=== Aim of the task ===
Filter these entries down to lines holding "ReturnToAmountStep".

*** Opening of Records supplied ***

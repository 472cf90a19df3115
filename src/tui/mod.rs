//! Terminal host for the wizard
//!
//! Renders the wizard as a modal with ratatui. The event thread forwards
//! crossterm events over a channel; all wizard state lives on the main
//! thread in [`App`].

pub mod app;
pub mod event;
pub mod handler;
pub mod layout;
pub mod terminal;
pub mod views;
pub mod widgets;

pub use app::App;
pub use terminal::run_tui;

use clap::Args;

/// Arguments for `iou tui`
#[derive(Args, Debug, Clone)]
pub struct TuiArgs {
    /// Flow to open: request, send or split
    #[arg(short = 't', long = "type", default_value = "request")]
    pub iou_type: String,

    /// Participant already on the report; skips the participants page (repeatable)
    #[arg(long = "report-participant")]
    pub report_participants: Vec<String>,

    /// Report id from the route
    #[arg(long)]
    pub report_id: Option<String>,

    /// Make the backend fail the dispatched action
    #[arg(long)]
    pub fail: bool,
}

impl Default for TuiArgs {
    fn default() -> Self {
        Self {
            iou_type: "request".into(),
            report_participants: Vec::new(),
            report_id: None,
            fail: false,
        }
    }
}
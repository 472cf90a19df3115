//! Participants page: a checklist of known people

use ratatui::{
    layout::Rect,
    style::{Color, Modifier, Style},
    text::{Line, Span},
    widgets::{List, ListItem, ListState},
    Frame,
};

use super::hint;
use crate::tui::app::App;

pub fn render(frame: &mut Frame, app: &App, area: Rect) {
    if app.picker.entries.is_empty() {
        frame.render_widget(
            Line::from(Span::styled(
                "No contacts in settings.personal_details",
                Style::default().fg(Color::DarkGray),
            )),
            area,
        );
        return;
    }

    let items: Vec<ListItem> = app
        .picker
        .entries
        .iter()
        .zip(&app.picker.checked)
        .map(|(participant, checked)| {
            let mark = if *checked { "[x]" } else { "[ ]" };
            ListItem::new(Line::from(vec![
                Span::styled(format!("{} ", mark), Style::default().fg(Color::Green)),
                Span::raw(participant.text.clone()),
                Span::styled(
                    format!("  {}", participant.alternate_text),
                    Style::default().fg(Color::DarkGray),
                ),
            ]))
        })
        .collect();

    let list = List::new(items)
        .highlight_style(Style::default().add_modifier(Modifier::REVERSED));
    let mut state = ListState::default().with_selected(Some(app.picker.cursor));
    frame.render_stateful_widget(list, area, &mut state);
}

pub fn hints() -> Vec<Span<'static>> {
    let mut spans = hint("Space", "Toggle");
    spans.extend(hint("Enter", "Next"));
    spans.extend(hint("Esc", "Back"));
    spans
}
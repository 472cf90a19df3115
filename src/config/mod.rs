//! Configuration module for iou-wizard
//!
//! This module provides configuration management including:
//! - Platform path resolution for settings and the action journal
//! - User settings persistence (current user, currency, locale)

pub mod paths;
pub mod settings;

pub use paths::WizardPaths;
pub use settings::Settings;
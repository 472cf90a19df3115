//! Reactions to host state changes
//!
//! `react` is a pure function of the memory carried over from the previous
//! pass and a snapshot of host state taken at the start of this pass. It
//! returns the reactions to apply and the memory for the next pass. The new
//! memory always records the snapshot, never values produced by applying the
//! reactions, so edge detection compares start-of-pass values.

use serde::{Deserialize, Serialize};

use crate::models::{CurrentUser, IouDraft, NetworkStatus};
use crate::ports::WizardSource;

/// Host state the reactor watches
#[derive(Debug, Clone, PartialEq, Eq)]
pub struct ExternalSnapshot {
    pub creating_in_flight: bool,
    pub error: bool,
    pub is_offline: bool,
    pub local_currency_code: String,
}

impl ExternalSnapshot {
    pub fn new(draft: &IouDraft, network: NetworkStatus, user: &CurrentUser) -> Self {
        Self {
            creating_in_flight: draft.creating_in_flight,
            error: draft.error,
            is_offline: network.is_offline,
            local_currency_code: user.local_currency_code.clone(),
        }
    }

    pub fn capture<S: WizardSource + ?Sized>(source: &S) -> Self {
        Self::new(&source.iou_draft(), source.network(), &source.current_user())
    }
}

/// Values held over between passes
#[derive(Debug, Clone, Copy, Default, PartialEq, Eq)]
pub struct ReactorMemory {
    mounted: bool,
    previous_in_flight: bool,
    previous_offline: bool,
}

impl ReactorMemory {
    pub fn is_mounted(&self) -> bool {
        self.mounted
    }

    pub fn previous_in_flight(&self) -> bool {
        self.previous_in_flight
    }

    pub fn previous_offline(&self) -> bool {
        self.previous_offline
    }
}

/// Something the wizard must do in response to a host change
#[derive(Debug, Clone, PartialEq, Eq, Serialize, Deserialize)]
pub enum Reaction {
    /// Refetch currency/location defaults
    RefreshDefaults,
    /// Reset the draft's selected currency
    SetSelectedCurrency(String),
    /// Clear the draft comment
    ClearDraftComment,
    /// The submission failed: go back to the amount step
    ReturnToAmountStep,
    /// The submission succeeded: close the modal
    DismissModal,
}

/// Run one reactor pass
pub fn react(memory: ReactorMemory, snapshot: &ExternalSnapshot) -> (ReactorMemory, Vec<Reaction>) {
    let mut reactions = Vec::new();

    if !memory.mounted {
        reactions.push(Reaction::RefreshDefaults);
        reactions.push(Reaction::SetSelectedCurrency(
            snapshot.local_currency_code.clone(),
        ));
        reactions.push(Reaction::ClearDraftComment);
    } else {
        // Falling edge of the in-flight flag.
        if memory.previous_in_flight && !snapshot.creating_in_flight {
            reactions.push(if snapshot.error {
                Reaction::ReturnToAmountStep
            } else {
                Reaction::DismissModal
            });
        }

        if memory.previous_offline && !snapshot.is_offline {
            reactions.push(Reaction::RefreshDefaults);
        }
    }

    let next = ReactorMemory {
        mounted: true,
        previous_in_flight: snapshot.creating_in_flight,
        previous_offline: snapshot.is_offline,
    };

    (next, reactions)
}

*** Close of Records supplied ***

=== Expected output ===
    ReturnToAmountStep,
                Reaction::ReturnToAmountStep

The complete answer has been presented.